During the pandemic, we still need laughter

It’s a challenge to keep up our spirits these days, but humor is probably one of the things we need the most. We can find it in many places and sometimes, in ourselves.

I’ve convinced myself that I’m the only person in the greater Milky Way Galaxy who really knows how to social distance. I’ve even developed my own safety protocol that I call “Anti-Social Separation.” On hiking trails, for example, if I pass five or six groups of people, I end up stepping off to the side of the trail five or six times. Nobody goes around me. I must look like a wimpy pushover who could never be the purveyor of a virus that kills.

Fellow hikers try to hand me things or have me look at their cameras and iPhones. I hope they’re not insulted when I decline.

I haven’t visited stores often since March, but I’ve had people walk directly at me as if guided by laser beams. I’m in advanced years, but through my past high school basketball training, I can quickly and deftly shuffle out of the way.

At a drive-in oil change place, I remained masked and in my car. On more than one occasion, unmasked workers stuck their heads in to ask questions. If the garage door hadn’t been closed, I would have driven off. I even thought about taking off with it closed.

Living with this people-avoidance modus operandi since March, I’ve concluded that I’m crazy and everyone else is sane. They know something about COVID-19 that I don’t. They think they are safe, and perhaps by sheer force of will — mind over matter — they will remain safe. That’s got to be it.

I see people dutifully wearing masks, but opening doors bare-handed. I’m sure they conscientiously avoid touching their face until they can wash their hands or use hand sanitizer. I’m not nosy enough to watch them for any duration, for instance, when they return to their cars. That would make me a voyeur and I’d feel even crazier, if not stupid.

It took a while for Alaskans to comply, but these days it’s actually impressive how many people are wearing masks. They’re often useless, hanging down below folks' noses, but at least they’re trying.

It took me a while to realize it doesn’t do any good to give unmasked people dirty or accusatory looks. They sometimes smile and look back smugly, with a look of condescension and pity. I guess they feel sorry for suckers who listen to scientists.

I have to admit the capricious behavior of many people has me doubting my cautionary existence during the past half-year. Every day is like the movie “Groundhog Day,” and as we arise to begin our routine of segregation and isolation, I sing Sonny and Cher’s “I Got You, Babe” to my wife.

I must admit she is handling this isolation better than I. She isn’t outdoorsy like me, so doesn’t have that diversion. But she stays in touch with family and friends via iPhone, text, FaceTime; and she cagily gets to the stores early in the morning when they’re opening and customers are scant. She also occupies herself with TV, and among the shows is “Homestead Rescue.” I secretly think it’s her way of watching people confront challenges almost as bad as COVID-19.

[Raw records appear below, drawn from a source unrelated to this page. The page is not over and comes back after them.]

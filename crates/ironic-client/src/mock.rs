//! Mock provisioner for unit testing
//!
//! This module provides a scripted implementation of [`ProvisionerTrait`]
//! that can be used in controller tests without a running backend. Each
//! operation pops the next queued [`OperationResult`] for its name and
//! answers `complete` when the queue is empty. Every call is recorded.

use crate::error::IronicError;
use crate::models::*;
use crate::provisioner_trait::ProvisionerTrait;
use crds::{AutomatedCleaningMode, HardwareDetails, RebootMode};
use std::collections::{HashMap, HashSet, VecDeque};
use std::sync::{Arc, Mutex, MutexGuard, PoisonError};

#[derive(Debug)]
struct MockState {
    ready: bool,
    capacity: bool,
    provisioning_id: String,
    results: HashMap<String, VecDeque<OperationResult>>,
    started: HashMap<String, bool>,
    failures: HashMap<String, String>,
    unregistered: HashSet<String>,
    details: Option<HardwareDetails>,
    powered_on: Option<bool>,
    firmware: Vec<FirmwareComponent>,
    image_formats: Vec<ImageFormat>,
    disable_power_off: bool,
    calls: Vec<String>,
}

impl Default for MockState {
    fn default() -> Self {
        Self {
            ready: true,
            capacity: true,
            provisioning_id: "mock-node-uuid".to_string(),
            results: HashMap::new(),
            started: HashMap::new(),
            failures: HashMap::new(),
            unregistered: HashSet::new(),
            details: None,
            powered_on: Some(false),
            firmware: Vec::new(),
            image_formats: Vec::new(),
            disable_power_off: true,
            calls: Vec::new(),
        }
    }
}

/// Mock provisioner for testing
///
/// Clones share state, so a test can keep a handle while the controller
/// context owns another.
#[derive(Debug, Clone, Default)]
pub struct MockIronicClient {
    state: Arc<Mutex<MockState>>,
}

impl MockIronicClient {
    /// Create a new mock: ready, with capacity, every operation complete
    pub fn new() -> Self {
        Self::default()
    }

    fn state(&self) -> MutexGuard<'_, MockState> {
        self.state.lock().unwrap_or_else(PoisonError::into_inner)
    }

    /// Queue a result for the next call of `operation` (for test setup)
    pub fn add_result(&self, operation: &str, result: OperationResult) {
        self.state()
            .results
            .entry(operation.to_string())
            .or_default()
            .push_back(result);
    }

    /// Make the next call of `operation` fail with a transport error
    pub fn add_failure(&self, operation: &str, message: &str) {
        self.state()
            .failures
            .insert(operation.to_string(), message.to_string());
    }

    /// Make `operation` report the host as unknown to the backend
    pub fn set_unregistered(&self, operation: &str) {
        self.state().unregistered.insert(operation.to_string());
    }

    /// Value of the `started` flag for prepare, service and inspect
    pub fn set_started(&self, operation: &str, started: bool) {
        self.state().started.insert(operation.to_string(), started);
    }

    pub fn set_ready(&self, ready: bool) {
        self.state().ready = ready;
    }

    pub fn set_capacity(&self, capacity: bool) {
        self.state().capacity = capacity;
    }

    pub fn set_provisioning_id(&self, id: &str) {
        self.state().provisioning_id = id.to_string();
    }

    /// Inventory returned once inspection completes
    pub fn set_hardware_details(&self, details: HardwareDetails) {
        self.state().details = Some(details);
    }

    pub fn set_powered_on(&self, powered_on: Option<bool>) {
        self.state().powered_on = powered_on;
    }

    pub fn set_firmware_components(&self, components: Vec<FirmwareComponent>) {
        self.state().firmware = components;
    }

    pub fn set_image_formats(&self, formats: Vec<ImageFormat>) {
        self.state().image_formats = formats;
    }

    pub fn set_supports_disable_power_off(&self, supported: bool) {
        self.state().disable_power_off = supported;
    }

    /// Names of the operations called so far, in order
    pub fn calls(&self) -> Vec<String> {
        self.state().calls.clone()
    }

    /// Number of calls of `operation`
    pub fn call_count(&self, operation: &str) -> usize {
        self.state().calls.iter().filter(|c| *c == operation).count()
    }

    pub fn clear_calls(&self) {
        self.state().calls.clear();
    }

    /// Record the call and return its scripted outcome
    fn next(&self, operation: &str) -> Result<OperationResult, IronicError> {
        let mut state = self.state();
        state.calls.push(operation.to_string());

        if state.unregistered.contains(operation) {
            return Err(IronicError::NeedsRegistration);
        }
        if let Some(message) = state.failures.remove(operation) {
            return Err(IronicError::Api(message));
        }
        Ok(state
            .results
            .get_mut(operation)
            .and_then(VecDeque::pop_front)
            .unwrap_or_default())
    }

    fn started(&self, operation: &str) -> bool {
        self.state().started.get(operation).copied().unwrap_or(false)
    }
}

#[async_trait::async_trait]
impl ProvisionerTrait for MockIronicClient {
    async fn try_init(&self) -> Result<bool, IronicError> {
        self.state().calls.push("try_init".to_string());
        Ok(self.state().ready)
    }

    async fn has_capacity(&self, _host: &HostData) -> Result<bool, IronicError> {
        self.state().calls.push("has_capacity".to_string());
        Ok(self.state().capacity)
    }

    async fn register(
        &self,
        _host: &HostData,
        _data: &ManagementAccessData,
        _credentials_changed: bool,
        _restart_on_failure: bool,
    ) -> Result<(OperationResult, String), IronicError> {
        let result = self.next("register")?;
        Ok((result, self.state().provisioning_id.clone()))
    }

    async fn preprovisioning_image_formats(&self, _host: &HostData) -> Result<Vec<ImageFormat>, IronicError> {
        Ok(self.state().image_formats.clone())
    }

    async fn inspect_hardware(
        &self,
        _host: &HostData,
        _data: &InspectData,
        _restart_on_failure: bool,
        _refresh: bool,
        _force_reboot: bool,
    ) -> Result<InspectResult, IronicError> {
        let result = self.next("inspect_hardware")?;
        let details = if result.is_pending() {
            None
        } else {
            Some(self.state().details.clone().unwrap_or_default())
        };
        Ok(InspectResult {
            result,
            started: self.started("inspect_hardware"),
            details,
        })
    }

    async fn update_hardware_state(&self, _host: &HostData) -> Result<HardwareState, IronicError> {
        self.next("update_hardware_state")?;
        Ok(HardwareState {
            powered_on: self.state().powered_on,
        })
    }

    async fn adopt(
        &self,
        _host: &HostData,
        _data: &AdoptData,
        _restart_on_failure: bool,
    ) -> Result<OperationResult, IronicError> {
        self.next("adopt")
    }

    async fn prepare(
        &self,
        _host: &HostData,
        _data: &PrepareData,
        _unprepared: bool,
        _restart_on_failure: bool,
    ) -> Result<(OperationResult, bool), IronicError> {
        let result = self.next("prepare")?;
        Ok((result, self.started("prepare")))
    }

    async fn provision(
        &self,
        _host: &HostData,
        _data: &ProvisionData,
        _force_reboot: bool,
    ) -> Result<OperationResult, IronicError> {
        self.next("provision")
    }

    async fn deprovision(
        &self,
        _host: &HostData,
        _restart_on_failure: bool,
        _automated_cleaning_mode: AutomatedCleaningMode,
    ) -> Result<OperationResult, IronicError> {
        self.next("deprovision")
    }

    async fn delete(&self, _host: &HostData) -> Result<OperationResult, IronicError> {
        self.next("delete")
    }

    async fn detach(&self, _host: &HostData) -> Result<OperationResult, IronicError> {
        self.next("detach")
    }

    async fn power_on(&self, _host: &HostData, _force: bool) -> Result<OperationResult, IronicError> {
        let result = self.next("power_on")?;
        if !result.is_pending() {
            self.state().powered_on = Some(true);
        }
        Ok(result)
    }

    async fn power_off(
        &self,
        _host: &HostData,
        _mode: RebootMode,
        _force: bool,
        _automated_cleaning_mode: AutomatedCleaningMode,
    ) -> Result<OperationResult, IronicError> {
        let result = self.next("power_off")?;
        if !result.is_pending() {
            self.state().powered_on = Some(false);
        }
        Ok(result)
    }

    async fn service(
        &self,
        _host: &HostData,
        _data: &ServicingData,
        _unprepared: bool,
        _restart_on_failure: bool,
    ) -> Result<(OperationResult, bool), IronicError> {
        let result = self.next("service")?;
        Ok((result, self.started("service")))
    }

    async fn get_firmware_components(&self, _host: &HostData) -> Result<Vec<FirmwareComponent>, IronicError> {
        self.next("get_firmware_components")?;
        Ok(self.state().firmware.clone())
    }

    fn supports_disable_power_off(&self) -> bool {
        self.state().disable_power_off
    }
}

#[cfg(test)]
mod tests {
    use super::*;
    use std::time::Duration;

    #[tokio::test]
    async fn test_scripted_results_then_complete() {
        let mock = MockIronicClient::new();
        mock.add_result("provision", OperationResult::continuing(Duration::from_secs(10)));

        let host = HostData::default();
        let data = ProvisionData::default();
        assert!(mock.provision(&host, &data, false).await.unwrap().dirty);
        assert_eq!(
            mock.provision(&host, &data, false).await.unwrap(),
            OperationResult::complete(),
            "Empty queue means complete"
        );
        assert_eq!(mock.call_count("provision"), 2);
    }

    #[tokio::test]
    async fn test_failure_fires_once() {
        let mock = MockIronicClient::new();
        mock.add_failure("delete", "connection refused");

        let host = HostData::default();
        assert!(mock.delete(&host).await.is_err());
        assert!(mock.delete(&host).await.is_ok(), "Failure should be consumed");
    }
}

I took my 3-year-old granddaughter to a school playground recently and it was total bedlam. Kids and dogs running around, parents aimlessly pursuing their kids and socially clustering. Actually, it was fun for the kids and it was for me too. For a few brief moments, I forgot about the dreaded coronavirus and chased my granddaughter around. We were in the open air, after all, and it was probably safe. And maybe it wasn’t.

It is true that life is about taking chances. Yet I know quite a few superb mountain climbers, and their cardinal rule is to “minimize risks.” They’ll push the safety envelope, but they want to return.

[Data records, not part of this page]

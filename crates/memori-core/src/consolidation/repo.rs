//! Consolidation Repository
//!
//! Transactional duplicate/merge operations on the Store, with backup and
//! rollback. Business policy (confidence scoring, recommendations) lives
//! one layer up in the Consolidation Service.

use chrono::{DateTime, Utc};
use serde::{Deserialize, Serialize};
use sha2::{Digest, Sha256};
use std::collections::BTreeMap;

use crate::error::{MemoriError, Result};
use crate::memory::Memory;
use crate::storage::Store;

/// A duplicate candidate with the repo's stub similarity score. The
/// Service refines this into a policy-aware confidence.
#[derive(Debug, Clone)]
pub struct DuplicateCandidate {
    pub memory: Memory,
    pub similarity: f64,
}

/// Hard-coded similarity assigned to every lexical match in
/// `find_duplicate_candidates`, a stub the design notes call out as a
/// placeholder for real BM25 ranking.
pub const TOKEN_OVERLAP_STUB_SCORE: f64 = 0.8;

#[derive(Debug, Clone, Default, Serialize, Deserialize)]
#[serde(rename_all = "camelCase")]
pub struct PreConsolidationValidation {
    pub is_valid: bool,
    pub errors: Vec<String>,
}

#[derive(Debug, Clone, Serialize, Deserialize)]
#[serde(rename_all = "camelCase")]
pub struct ConsolidateResult {
    pub success: bool,
    pub consolidated_count: usize,
    pub data_integrity_hash: Option<String>,
    pub errors: Vec<String>,
}

#[derive(Debug, Clone, Serialize, Deserialize)]
#[serde(rename_all = "camelCase")]
pub struct ConsolidationStatistics {
    pub total_memories: i64,
    pub duplicate_count: i64,
    pub consolidated_memories: i64,
    pub last_consolidation_activity: Option<DateTime<Utc>>,
}

#[derive(Debug, Clone, Serialize, Deserialize)]
#[serde(rename_all = "camelCase")]
pub struct CleanupResult {
    pub deleted_count: usize,
    pub dry_run: bool,
}

/// A pre-op snapshot used to restore state on rollback.
pub type Snapshot = BTreeMap<String, Memory>;

pub struct ConsolidationRepo<'a> {
    store: &'a Store,
}

impl<'a> ConsolidationRepo<'a> {
    pub fn new(store: &'a Store) -> Self {
        Self { store }
    }

    /// Tokenizes `content`, drops tokens of length <= 3, keeps the first 5,
    /// and returns rows in `namespace` whose `searchableContent` matches
    /// any surviving token, scored at or above `threshold`.
    pub fn find_duplicate_candidates(
        &self,
        content: &str,
        threshold: f64,
        namespace: &str,
    ) -> Result<Vec<DuplicateCandidate>> {
        let tokens: Vec<String> = content
            .split_whitespace()
            .map(|t| t.trim_matches(|c: char| !c.is_alphanumeric()).to_lowercase())
            .filter(|t| t.len() > 3)
            .take(5)
            .collect();

        if tokens.is_empty() || TOKEN_OVERLAP_STUB_SCORE < threshold {
            return Ok(Vec::new());
        }

        let all = self.store.find_all(namespace)?;
        let candidates = all
            .into_iter()
            .filter(|memory| {
                let lower = memory.searchable_content.to_lowercase();
                tokens.iter().any(|tok| lower.contains(tok.as_str()))
            })
            .map(|memory| DuplicateCandidate { memory, similarity: TOKEN_OVERLAP_STUB_SCORE })
            .filter(|candidate| candidate.similarity >= threshold)
            .collect();

        Ok(candidates)
    }

    /// Validates that both sides of a prospective consolidation exist in
    /// the same namespace, and that the primary isn't listed among its own
    /// duplicates. Never throws; callers branch on `is_valid`.
    pub fn validate_pre_consolidation(
        &self,
        primary_id: &str,
        duplicate_ids: &[String],
        namespace: &str,
    ) -> Result<PreConsolidationValidation> {
        let mut errors = Vec::new();

        match self.store.get_by_id(namespace, primary_id)? {
            Some(primary) if primary.duplicate_of.is_some() => {
                errors.push(format!("primary '{primary_id}' is itself a duplicate"));
            }
            None => errors.push(format!("primary memory '{primary_id}' not found in namespace '{namespace}'")),
            _ => {}
        }

        if duplicate_ids.contains(&primary_id.to_string()) {
            errors.push(format!("duplicate set may not contain the primary id '{primary_id}'"));
        }

        for dup_id in duplicate_ids {
            if self.store.get_by_id(namespace, dup_id)?.is_none() {
                errors.push(format!("duplicate memory '{dup_id}' not found in namespace '{namespace}'"));
            }
        }

        Ok(PreConsolidationValidation { is_valid: errors.is_empty(), errors })
    }

    /// Marks `duplicate_id` as absorbed by `primary_id`.
    pub fn mark_as_duplicate(
        &self,
        duplicate_id: &str,
        primary_id: &str,
        reason: Option<&str>,
        namespace: &str,
    ) -> Result<()> {
        let validation = self.validate_pre_consolidation(primary_id, &[duplicate_id.to_string()], namespace)?;
        if !validation.is_valid {
            return Err(MemoriError::ConsolidationFailed { message: validation.errors.join("; ") });
        }

        self.store.with_transaction(|tx| {
            Store::mark_duplicate_tx(tx, duplicate_id, primary_id)?;
            if let Some(reason) = reason {
                tx.execute(
                    "UPDATE memories SET classification_reason = ?1 WHERE id = ?2",
                    rusqlite::params![reason, duplicate_id],
                )?;
            }
            Ok(())
        })
    }

    /// Consolidates a set of duplicates into `primary_id`, returning a
    /// SHA-256 integrity hash over the canonical descriptor.
    pub fn consolidate(&self, primary_id: &str, duplicate_ids: &[String], namespace: &str) -> Result<ConsolidateResult> {
        let validation = self.validate_pre_consolidation(primary_id, duplicate_ids, namespace)?;
        if !validation.is_valid {
            return Ok(ConsolidateResult {
                success: false,
                consolidated_count: 0,
                data_integrity_hash: None,
                errors: validation.errors,
            });
        }

        let timestamp = Utc::now();
        let hash = generate_data_integrity_hash(primary_id, duplicate_ids, timestamp);

        self.store.with_transaction(|tx| {
            for dup_id in duplicate_ids {
                Store::mark_duplicate_tx(tx, dup_id, primary_id)?;
            }
            Store::set_related_memories_tx(tx, primary_id, duplicate_ids, timestamp)?;
            Ok(())
        })?;

        Ok(ConsolidateResult {
            success: true,
            consolidated_count: duplicate_ids.len(),
            data_integrity_hash: Some(hash),
            errors: Vec::new(),
        })
    }

    pub fn get_statistics(&self, namespace: &str) -> Result<ConsolidationStatistics> {
        let all = self.store.find_all(namespace)?;
        let total_memories = all.len() as i64;
        let duplicate_count = all.iter().filter(|m| m.is_duplicate()).count() as i64;
        let consolidated_memories = all.iter().filter(|m| m.is_consolidated_primary()).count() as i64;
        let last_consolidation_activity = all
            .iter()
            .filter_map(|m| m.consolidation_timestamp)
            .max();

        Ok(ConsolidationStatistics { total_memories, duplicate_count, consolidated_memories, last_consolidation_activity })
    }

    /// Deletes consolidated duplicates (rows absorbed into a primary, i.e.
    /// `is_duplicate()`, never the primary itself) older than
    /// `older_than_days`. `dry_run` returns the count without deleting.
    /// Exposed via `ConsolidationService::cleanup_consolidated_memories`.
    pub(crate) fn cleanup(&self, older_than_days: i64, dry_run: bool, namespace: &str) -> Result<CleanupResult> {
        let cutoff = Utc::now() - chrono::Duration::days(older_than_days);
        let all = self.store.find_all(namespace)?;
        let targets: Vec<String> = all
            .iter()
            .filter(|m| m.is_duplicate() && m.extraction_timestamp < cutoff)
            .map(|m| m.id.clone())
            .collect();

        if !dry_run {
            self.store.delete_many(namespace, &targets)?;
        }

        Ok(CleanupResult { deleted_count: targets.len(), dry_run })
    }

    /// Captures full rows before a risky operation.
    pub fn backup(&self, ids: &[String], namespace: &str) -> Result<Snapshot> {
        let mut snapshot = Snapshot::new();
        for id in ids {
            if let Some(memory) = self.store.get_by_id(namespace, id)? {
                snapshot.insert(id.clone(), memory);
            }
        }
        Ok(snapshot)
    }

    /// Restores `duplicateOf` / `relatedMemoriesJson` / `classificationReason`
    /// atomically from a prior backup. Idempotent: applying twice with the
    /// same snapshot leaves the same state as applying it once.
    pub fn rollback(&self, primary_id: &str, duplicate_ids: &[String], snapshot: &Snapshot, namespace: &str) -> Result<()> {
        let _ = namespace;
        self.store.with_transaction(|tx| {
            if let Some(original) = snapshot.get(primary_id) {
                Store::set_related_memories_tx(
                    tx,
                    primary_id,
                    &original.related_memories,
                    original.consolidation_timestamp.unwrap_or(original.created_at),
                )?;
                tx.execute(
                    "UPDATE memories SET consolidation_timestamp = ?1 WHERE id = ?2",
                    rusqlite::params![original.consolidation_timestamp.map(|t| t.to_rfc3339()), primary_id],
                )?;
            }
            for dup_id in duplicate_ids {
                let original = snapshot.get(dup_id);
                tx.execute(
                    "UPDATE memories SET duplicate_of = ?1, classification_reason = ?2 WHERE id = ?3",
                    rusqlite::params![
                        original.and_then(|m| m.duplicate_of.clone()),
                        original.map(|m| m.classification_reason.clone()).unwrap_or_default(),
                        dup_id,
                    ],
                )?;
            }
            Ok(())
        })
    }
}

/// SHA-256 over `{"primaryId":…, "duplicateIds":[…], "timestamp":<ISO-8601>}`
/// with keys in that exact order, lowercase hex encoded.
pub fn generate_data_integrity_hash(primary_id: &str, duplicate_ids: &[String], timestamp: DateTime<Utc>) -> String {
    let descriptor = format!(
        "{{\"primaryId\":{},\"duplicateIds\":{},\"timestamp\":{}}}",
        serde_json::to_string(primary_id).unwrap_or_default(),
        serde_json::to_string(duplicate_ids).unwrap_or_default(),
        serde_json::to_string(&timestamp.to_rfc3339()).unwrap_or_default(),
    );
    let mut hasher = Sha256::new();
    hasher.update(descriptor.as_bytes());
    format!("{:x}", hasher.finalize())
}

I guess it’s the same with this pandemic. The scientists have pretty much mapped the safety limits. Until we have reliable treatments and an FDA-approved vaccine, we’re prudent not to test those limits, whether healthy or infirm, young or old.

The best thing, I’ve found, is to try and stay busy. Clean the house. Read. Get outdoors. Stay in touch with family and friends. And most important of all, try to laugh. Picture me as the late comic Rodney Dangerfield, fully masked, running frantically away from charging people and yelling: “I don’t get no respect!”

Frank E. Baker is a freelance writer who lives in Eagle River with his wife Rebekah, a retired elementary school teacher.